Göttinger Cimeliennavigation

Kapitel 7 - Göttinger Gelehrte | Übersicht |


75 Die Revolution der Himmelssphären

Beschreibung | Großbildweiterzurück

Nikolaus Kopernikus:
De revolutionibus orbium coelestium libri VI.
Nürnberg: Johann Petreius, 1543.
Signatur: 4° Gauß-Bibliothek 1442 Rara
Provenienz: Carl Friedrich Gauß (1803), Universitäts-Sternwarte 1977

Vorschau
4° Gauß-Bibliothek 1442 Rara (Ausschnitt)
Klick aufs Bild für Großbild

Das Werk des polnischen Priesters und Astronomen Nikolaus Kopernikus (1473 – 1543) De revolutionibus orbium coelestium beendete die 2.000 Jahre alte aristotelische Sicht auf das Universum und bildete den Anfang einer neuen Forschungstradition in der Astronomie und Physik, mit der Namen wie Galileo Galilei, Johannes Kepler und Isaac Newton verbunden sind. Die Bedeutung des Werks liegt sowohl auf praktischer als auch auf theoretischer Ebene.

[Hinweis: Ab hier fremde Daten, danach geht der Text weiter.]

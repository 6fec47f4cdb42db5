//! Order lifecycle and real-time dashboard synchronization for a print-shop
//! marketplace.
//!
//! Orders move along `new -> processing -> ready -> completed`. Each order is
//! an event stream owned by a single-writer actor inside a
//! [`MarketplaceStore`]; committed events update the read models and fan out
//! to every subscribed [`Dashboard`], whose [`DashboardCache`] reconciles
//! optimistic writes, live events, and periodic polls.

mod actor;
pub use actor::{AggregateHandle, CommitSink, Committed};
mod aggregate;
pub use aggregate::{Aggregate, decode_domain_event, replay};
mod auth;
mod broadcast;
mod cache;
mod command;
mod conversation;
mod dashboard;
mod error;
mod event;
mod lifecycle;
mod optimistic;
mod order;
mod polling;
mod projection;
mod storage;
mod store;

pub use auth::{Principal, Role};
pub use broadcast::{Broadcaster, DEFAULT_BROADCAST_CAPACITY, Subscription};
pub use cache::{CacheEntry, DashboardCache, Ticket};
pub use command::CommandContext;
pub use conversation::{Conversation, Message, Party};
pub use dashboard::{Dashboard, DashboardConfig};
pub use error::{ExecuteError, MutationError, Rejection, StateError};
pub use event::{EventBody, EventEnvelope, EventMetadata, Scope, StoredEvent, encode_domain_event};
pub use lifecycle::{OrderCommand, OrderEvent, OrderStream};
pub use optimistic::{LocalTransport, MutationController, SharedCache, Transport};
pub use order::{
    CustomerId, FileRef, MessageId, Order, OrderId, OrderPayload, OrderStatus, OrderSummary,
    OrderType, ShopId, UserId, board_order,
};
pub use polling::{
    MIN_POLL_INTERVAL, OrderSource, PollingConfig, PollingHandle, poll_once, spawn_polling,
};
pub use projection::{OrderDirectory, Projection, ReadModels, UnreadCounter, UnreadCounts};
pub use storage::{EventLog, StreamLayout, read_log};
pub use store::{MarketplaceStore, MarketplaceStoreBuilder, StoreResult};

In praktischer Hinsicht sind die von Kopernikus beobachteten astronomischen Daten wichtig. Im frühen 16. Jahrhundert stellte sich das Datum für Ostern – das gemäß dem Konzil von Nizäa (325 n. Chr.) am ersten Sonntag nach dem ersten Vollmond nach dem Frühlingsäquinoktium stattfinden sollte – immer früher ein, was an dem aus der Antike stammenden System der astronomischen Berechnung lag, das damals benutzt wurde. 1514 rief Papst Leo X. ein Laterankonzil zusammen und bat Kopernikus um Vorschläge, wie der Julianische Kalender reformiert werden könne, um den Zeitpunkt der Frühlings-Tagundnachtgleiche mit einem Vollmond zu koordinieren und dafür Sorge zu tragen, dass Ostern wieder im Frühling gefeiert werden konnte. Unter dem Vorsitz des deutschen Jesuiten Christoph Flavius aus Bamberg (1537 – 1612) reformierte die katholische Kirche den Julianischen Kalender auf der Grundlage von Kopernikus’ exakteren Berechnungen der Position der Erde und anderer Himmelskörper. Papst Gregor XIII. präsentierte den neuen Kalender, der seither als Gregorianischer bezeichnet wird, in seiner päpstlichen Bulle Inter Gravissimas am 24. Februar 1582.

Kopernikus’ verbesserte Berechnungen für das Osterdatum basierten jedoch auf einer revolutionären Neuerung. An Stelle des geozentrischen Universums, das von Aristoteles und dem Astronomen Ptolemäus (um 150 n. Chr.) entworfen worden war, konstruierte Kopernikus ein heliozentrisches Universum – die Planeten rotieren um die Sonne herum, wie die Abbildung zeigt – und legte dies auch seinen Berechnungen zugrunde. Der Heliozentrismus stellte nicht nur alte Autoritäten in Frage, er widersprach auch der Bibel, die an verschiedenen Stellen von der Bewegungslosigkeit der Erde spricht. Zunächst war die Kirche bereit, die Sonne im Zentrum der Welt als eine Hypothese zu betrachten. Aber mit den Entdeckungen von Johannes Kepler und besonders Galileo Galilei schien die heliozentrische Sichtweise eher als sicher denn als hypothetisch zu gelten. Die Kirche setzte deshalb De revolutionibus orbium coelestium 1616 auf den Index der verbotenen Bücher (auf dem es noch stand, als Gauß sein Exemplar 1803 erwarb); aber sie verwendete Kopernikus’ Berechnungen weiter zur Bestimmung des Ostertermins.